Aim of the task: Scan the records below for the string "FormatError" and return every line where it appears.

(Dataset entries)
**********

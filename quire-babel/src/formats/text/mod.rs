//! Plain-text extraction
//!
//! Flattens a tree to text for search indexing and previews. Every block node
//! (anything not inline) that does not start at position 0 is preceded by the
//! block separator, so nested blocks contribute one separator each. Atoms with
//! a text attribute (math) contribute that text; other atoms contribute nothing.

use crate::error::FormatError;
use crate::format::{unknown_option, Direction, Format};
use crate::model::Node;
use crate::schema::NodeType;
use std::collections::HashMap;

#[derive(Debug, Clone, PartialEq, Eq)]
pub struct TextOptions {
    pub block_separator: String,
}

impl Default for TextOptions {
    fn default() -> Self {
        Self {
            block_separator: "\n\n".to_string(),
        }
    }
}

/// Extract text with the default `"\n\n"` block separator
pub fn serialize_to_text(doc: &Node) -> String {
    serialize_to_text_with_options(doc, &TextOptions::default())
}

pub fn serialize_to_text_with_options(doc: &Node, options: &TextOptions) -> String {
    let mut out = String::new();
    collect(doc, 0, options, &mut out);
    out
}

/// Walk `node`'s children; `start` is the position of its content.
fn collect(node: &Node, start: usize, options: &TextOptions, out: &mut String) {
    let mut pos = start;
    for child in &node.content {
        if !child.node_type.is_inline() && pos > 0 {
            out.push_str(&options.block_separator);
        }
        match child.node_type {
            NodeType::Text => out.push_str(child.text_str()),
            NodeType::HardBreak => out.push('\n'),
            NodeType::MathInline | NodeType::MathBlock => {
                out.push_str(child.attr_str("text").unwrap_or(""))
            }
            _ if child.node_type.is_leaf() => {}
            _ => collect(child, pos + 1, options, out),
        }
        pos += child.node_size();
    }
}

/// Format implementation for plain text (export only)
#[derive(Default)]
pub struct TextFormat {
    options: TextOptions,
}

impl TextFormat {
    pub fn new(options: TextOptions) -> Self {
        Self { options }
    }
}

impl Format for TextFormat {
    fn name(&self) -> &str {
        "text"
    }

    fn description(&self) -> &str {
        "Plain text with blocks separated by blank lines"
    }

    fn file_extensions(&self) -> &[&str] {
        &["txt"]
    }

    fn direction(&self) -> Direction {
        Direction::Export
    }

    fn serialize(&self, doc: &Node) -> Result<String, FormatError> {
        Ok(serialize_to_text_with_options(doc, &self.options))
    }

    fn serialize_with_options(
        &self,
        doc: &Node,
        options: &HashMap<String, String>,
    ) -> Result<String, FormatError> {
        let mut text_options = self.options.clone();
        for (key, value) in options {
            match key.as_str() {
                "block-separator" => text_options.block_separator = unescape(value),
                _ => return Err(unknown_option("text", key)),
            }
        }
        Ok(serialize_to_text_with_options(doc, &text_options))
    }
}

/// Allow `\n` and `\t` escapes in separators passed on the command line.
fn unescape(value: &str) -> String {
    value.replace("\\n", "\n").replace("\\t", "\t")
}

**********

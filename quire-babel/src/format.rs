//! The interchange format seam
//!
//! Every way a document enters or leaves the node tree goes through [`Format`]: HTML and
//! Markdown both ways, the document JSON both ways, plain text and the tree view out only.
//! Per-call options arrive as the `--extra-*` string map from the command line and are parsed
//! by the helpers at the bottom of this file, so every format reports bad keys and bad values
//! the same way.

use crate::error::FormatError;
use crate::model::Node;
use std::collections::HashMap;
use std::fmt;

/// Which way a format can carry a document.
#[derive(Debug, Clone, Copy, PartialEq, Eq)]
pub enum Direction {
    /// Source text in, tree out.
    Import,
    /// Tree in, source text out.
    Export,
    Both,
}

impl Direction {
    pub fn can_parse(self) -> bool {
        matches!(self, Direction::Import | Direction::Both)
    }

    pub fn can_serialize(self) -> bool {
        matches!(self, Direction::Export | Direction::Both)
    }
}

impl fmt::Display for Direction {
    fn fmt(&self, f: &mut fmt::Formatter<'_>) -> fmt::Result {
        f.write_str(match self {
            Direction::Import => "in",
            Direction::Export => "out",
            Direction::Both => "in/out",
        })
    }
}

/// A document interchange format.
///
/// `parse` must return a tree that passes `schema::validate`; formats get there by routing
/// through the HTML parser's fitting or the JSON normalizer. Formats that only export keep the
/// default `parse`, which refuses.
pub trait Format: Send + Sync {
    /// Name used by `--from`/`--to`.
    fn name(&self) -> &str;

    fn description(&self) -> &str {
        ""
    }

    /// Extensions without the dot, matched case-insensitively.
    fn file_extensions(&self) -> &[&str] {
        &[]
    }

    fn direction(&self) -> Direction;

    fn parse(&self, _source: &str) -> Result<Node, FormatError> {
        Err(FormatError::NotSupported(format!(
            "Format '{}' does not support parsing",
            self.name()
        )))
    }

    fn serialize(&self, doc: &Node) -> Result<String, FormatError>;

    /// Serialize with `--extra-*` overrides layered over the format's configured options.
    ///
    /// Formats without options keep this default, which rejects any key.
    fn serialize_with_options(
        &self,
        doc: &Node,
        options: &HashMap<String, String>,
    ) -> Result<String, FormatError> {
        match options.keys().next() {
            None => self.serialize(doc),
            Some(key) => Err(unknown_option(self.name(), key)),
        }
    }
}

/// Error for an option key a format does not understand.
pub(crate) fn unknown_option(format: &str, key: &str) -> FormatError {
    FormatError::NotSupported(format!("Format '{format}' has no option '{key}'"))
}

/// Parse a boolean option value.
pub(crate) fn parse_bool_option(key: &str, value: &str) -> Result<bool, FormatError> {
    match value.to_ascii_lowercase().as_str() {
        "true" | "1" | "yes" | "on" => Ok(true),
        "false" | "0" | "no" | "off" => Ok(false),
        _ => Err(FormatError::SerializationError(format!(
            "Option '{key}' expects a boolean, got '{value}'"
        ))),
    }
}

**********

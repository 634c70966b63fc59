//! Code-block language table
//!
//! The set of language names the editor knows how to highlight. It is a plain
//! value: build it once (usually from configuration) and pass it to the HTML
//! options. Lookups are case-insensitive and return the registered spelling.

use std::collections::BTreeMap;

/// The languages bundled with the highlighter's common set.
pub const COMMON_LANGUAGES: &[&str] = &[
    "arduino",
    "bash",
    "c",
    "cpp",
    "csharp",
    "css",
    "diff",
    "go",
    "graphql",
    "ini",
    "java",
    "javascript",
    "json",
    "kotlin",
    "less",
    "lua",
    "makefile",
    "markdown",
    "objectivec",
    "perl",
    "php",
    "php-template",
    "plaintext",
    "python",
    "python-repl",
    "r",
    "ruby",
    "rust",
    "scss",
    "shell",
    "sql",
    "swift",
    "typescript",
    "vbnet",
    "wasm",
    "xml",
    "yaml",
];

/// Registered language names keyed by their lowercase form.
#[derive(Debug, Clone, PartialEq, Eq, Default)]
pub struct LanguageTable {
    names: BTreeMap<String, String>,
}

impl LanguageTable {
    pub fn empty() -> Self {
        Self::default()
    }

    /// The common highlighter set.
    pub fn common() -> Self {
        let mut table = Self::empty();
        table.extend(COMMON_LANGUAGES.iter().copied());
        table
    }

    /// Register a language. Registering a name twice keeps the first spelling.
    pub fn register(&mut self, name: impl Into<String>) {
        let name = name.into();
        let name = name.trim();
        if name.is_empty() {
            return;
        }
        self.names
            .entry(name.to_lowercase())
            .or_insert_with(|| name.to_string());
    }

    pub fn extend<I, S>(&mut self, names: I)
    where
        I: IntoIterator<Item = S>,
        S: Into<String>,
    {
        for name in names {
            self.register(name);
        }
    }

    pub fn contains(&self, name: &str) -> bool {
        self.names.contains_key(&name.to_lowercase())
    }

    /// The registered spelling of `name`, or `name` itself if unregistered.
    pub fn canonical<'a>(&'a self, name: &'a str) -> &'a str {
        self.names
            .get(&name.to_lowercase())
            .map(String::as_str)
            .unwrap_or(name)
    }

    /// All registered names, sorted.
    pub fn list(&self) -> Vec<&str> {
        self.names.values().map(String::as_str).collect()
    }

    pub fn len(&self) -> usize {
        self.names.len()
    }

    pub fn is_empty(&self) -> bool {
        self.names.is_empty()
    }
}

**********

Solution below:
use crate::error::FormatError;
    fn serialize(&self, doc: &Node) -> Result<String, FormatError> {
    ) -> Result<String, FormatError> {
use crate::error::FormatError;
    fn parse(&self, _source: &str) -> Result<Node, FormatError> {
        Err(FormatError::NotSupported(format!(
    fn serialize(&self, doc: &Node) -> Result<String, FormatError>;
    ) -> Result<String, FormatError> {
pub(crate) fn unknown_option(format: &str, key: &str) -> FormatError {
    FormatError::NotSupported(format!("Format '{format}' has no option '{key}'"))
pub(crate) fn parse_bool_option(key: &str, value: &str) -> Result<bool, FormatError> {
        _ => Err(FormatError::SerializationError(format!(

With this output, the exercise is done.